* _TASK REQUIREMENTS_:
Return every line from the records below in which the word "collection" is found.
══════
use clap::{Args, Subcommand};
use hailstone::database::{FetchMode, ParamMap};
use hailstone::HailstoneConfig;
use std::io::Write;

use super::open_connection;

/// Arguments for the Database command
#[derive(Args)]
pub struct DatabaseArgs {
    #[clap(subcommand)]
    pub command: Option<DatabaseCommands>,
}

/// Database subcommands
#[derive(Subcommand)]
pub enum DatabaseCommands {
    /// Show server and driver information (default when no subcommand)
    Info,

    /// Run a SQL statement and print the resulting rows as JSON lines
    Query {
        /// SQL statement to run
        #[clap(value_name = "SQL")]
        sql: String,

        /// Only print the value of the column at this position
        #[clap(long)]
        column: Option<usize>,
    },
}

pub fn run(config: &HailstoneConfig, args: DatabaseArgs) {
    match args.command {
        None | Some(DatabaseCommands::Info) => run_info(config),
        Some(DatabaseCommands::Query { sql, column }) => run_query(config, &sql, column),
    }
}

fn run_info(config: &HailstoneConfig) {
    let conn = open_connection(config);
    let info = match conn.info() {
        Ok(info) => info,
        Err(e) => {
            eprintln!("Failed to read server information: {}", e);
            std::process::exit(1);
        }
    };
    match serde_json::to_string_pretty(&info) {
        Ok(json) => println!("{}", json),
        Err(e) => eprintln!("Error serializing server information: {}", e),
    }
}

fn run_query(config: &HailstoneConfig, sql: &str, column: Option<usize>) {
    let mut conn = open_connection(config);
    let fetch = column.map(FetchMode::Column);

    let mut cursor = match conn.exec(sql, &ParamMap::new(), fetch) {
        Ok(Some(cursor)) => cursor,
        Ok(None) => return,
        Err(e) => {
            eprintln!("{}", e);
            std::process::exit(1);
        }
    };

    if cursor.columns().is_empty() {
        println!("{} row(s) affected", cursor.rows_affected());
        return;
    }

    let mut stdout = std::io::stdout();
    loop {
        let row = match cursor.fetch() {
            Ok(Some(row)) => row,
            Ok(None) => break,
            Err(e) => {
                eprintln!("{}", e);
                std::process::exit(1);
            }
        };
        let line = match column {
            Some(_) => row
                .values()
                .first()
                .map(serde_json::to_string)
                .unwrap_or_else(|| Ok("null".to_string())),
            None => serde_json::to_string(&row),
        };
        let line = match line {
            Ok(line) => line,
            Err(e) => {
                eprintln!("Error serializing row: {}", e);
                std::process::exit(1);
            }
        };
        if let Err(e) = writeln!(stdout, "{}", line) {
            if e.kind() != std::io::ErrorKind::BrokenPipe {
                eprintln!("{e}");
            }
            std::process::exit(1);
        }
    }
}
══════
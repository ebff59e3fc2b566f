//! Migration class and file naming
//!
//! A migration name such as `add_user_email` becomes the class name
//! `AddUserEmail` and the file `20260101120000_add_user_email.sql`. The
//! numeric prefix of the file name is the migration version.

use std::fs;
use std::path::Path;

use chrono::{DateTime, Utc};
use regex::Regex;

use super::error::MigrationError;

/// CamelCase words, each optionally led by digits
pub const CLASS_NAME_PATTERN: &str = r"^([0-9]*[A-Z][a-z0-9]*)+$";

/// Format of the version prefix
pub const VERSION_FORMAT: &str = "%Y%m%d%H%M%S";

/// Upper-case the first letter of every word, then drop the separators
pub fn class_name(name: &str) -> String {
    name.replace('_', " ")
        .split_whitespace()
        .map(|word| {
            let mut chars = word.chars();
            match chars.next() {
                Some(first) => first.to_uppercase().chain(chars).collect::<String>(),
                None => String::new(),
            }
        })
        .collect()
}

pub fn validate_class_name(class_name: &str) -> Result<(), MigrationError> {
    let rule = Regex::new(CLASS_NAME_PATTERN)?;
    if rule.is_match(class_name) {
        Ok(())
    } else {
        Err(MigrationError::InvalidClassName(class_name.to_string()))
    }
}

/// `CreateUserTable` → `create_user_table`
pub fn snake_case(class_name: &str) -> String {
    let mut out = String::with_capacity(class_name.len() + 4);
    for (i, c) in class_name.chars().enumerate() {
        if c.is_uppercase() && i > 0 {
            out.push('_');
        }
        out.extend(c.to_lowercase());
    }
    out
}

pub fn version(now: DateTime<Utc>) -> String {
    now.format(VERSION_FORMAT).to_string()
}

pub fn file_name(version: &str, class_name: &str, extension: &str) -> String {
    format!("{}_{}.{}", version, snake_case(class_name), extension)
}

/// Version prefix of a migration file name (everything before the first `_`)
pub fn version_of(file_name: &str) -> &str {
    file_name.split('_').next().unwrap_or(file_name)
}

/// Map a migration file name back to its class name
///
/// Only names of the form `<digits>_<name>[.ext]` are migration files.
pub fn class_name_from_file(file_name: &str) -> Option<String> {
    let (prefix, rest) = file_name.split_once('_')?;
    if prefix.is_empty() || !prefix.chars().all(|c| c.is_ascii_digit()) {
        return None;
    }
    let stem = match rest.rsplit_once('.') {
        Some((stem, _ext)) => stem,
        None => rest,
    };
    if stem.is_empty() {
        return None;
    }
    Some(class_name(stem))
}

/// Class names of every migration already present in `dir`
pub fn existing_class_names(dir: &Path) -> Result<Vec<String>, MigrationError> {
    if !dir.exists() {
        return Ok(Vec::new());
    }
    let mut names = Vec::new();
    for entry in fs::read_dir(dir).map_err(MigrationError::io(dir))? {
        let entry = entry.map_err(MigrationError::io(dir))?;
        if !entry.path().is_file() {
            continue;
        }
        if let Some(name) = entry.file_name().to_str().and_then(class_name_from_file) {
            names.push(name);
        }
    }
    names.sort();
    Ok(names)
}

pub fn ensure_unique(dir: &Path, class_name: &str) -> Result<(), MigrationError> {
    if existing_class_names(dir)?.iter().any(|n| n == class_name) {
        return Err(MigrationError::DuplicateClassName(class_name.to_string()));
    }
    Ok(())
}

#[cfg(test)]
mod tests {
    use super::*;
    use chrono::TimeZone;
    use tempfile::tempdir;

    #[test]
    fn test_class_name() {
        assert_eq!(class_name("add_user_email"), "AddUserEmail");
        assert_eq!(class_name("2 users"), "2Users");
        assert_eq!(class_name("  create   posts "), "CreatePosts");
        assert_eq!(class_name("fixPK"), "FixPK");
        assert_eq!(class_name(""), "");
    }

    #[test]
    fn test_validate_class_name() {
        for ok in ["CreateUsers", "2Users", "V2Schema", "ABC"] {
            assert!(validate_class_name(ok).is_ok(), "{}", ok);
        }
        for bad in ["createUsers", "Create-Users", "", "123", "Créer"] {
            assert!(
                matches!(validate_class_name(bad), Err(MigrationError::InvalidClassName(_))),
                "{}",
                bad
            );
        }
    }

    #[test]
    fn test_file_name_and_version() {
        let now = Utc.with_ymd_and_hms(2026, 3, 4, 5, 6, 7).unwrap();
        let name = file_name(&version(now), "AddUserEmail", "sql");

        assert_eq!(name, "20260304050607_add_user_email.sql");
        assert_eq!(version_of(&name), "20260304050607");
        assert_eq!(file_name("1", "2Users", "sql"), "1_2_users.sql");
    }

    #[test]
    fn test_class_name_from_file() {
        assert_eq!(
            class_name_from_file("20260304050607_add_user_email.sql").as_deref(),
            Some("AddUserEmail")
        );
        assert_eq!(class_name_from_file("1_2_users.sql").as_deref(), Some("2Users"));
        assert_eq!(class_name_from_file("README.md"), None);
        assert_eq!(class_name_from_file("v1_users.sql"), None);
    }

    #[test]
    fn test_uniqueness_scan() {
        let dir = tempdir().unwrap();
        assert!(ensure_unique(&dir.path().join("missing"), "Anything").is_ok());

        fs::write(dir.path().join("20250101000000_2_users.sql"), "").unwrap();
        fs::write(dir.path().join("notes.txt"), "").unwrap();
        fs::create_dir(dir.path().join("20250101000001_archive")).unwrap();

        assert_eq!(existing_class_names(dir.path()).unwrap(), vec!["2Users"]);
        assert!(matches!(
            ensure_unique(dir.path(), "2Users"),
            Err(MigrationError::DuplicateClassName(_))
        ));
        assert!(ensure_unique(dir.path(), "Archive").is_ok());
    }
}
══════
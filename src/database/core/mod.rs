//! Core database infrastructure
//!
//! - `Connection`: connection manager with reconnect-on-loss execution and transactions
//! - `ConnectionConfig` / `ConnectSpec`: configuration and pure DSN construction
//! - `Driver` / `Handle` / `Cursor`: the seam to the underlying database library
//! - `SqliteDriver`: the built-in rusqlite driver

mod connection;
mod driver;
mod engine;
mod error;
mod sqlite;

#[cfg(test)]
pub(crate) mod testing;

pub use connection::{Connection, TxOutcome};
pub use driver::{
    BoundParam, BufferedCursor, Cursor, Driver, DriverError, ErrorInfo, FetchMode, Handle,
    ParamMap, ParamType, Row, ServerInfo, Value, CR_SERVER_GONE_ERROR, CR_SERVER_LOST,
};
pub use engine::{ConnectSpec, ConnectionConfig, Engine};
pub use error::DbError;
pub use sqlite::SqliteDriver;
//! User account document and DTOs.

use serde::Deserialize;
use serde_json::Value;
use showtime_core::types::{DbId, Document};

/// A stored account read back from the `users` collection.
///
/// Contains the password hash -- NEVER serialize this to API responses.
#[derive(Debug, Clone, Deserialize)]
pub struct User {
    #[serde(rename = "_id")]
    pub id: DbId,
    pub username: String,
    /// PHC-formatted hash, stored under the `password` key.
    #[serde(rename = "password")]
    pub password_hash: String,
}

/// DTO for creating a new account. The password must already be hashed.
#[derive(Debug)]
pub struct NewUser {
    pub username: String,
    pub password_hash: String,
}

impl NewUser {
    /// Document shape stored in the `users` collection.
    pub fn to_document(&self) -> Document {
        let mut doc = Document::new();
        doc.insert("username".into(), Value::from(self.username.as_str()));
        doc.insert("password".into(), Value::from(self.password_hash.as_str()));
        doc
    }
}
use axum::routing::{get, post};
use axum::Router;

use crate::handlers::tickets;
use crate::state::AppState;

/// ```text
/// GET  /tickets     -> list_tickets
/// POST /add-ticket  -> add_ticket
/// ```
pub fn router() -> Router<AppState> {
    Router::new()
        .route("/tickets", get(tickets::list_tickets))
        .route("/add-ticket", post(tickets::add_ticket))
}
══════
* _TASK RESPONSE_:
/// A stored account read back from the `users` collection.
    /// Document shape stored in the `users` collection.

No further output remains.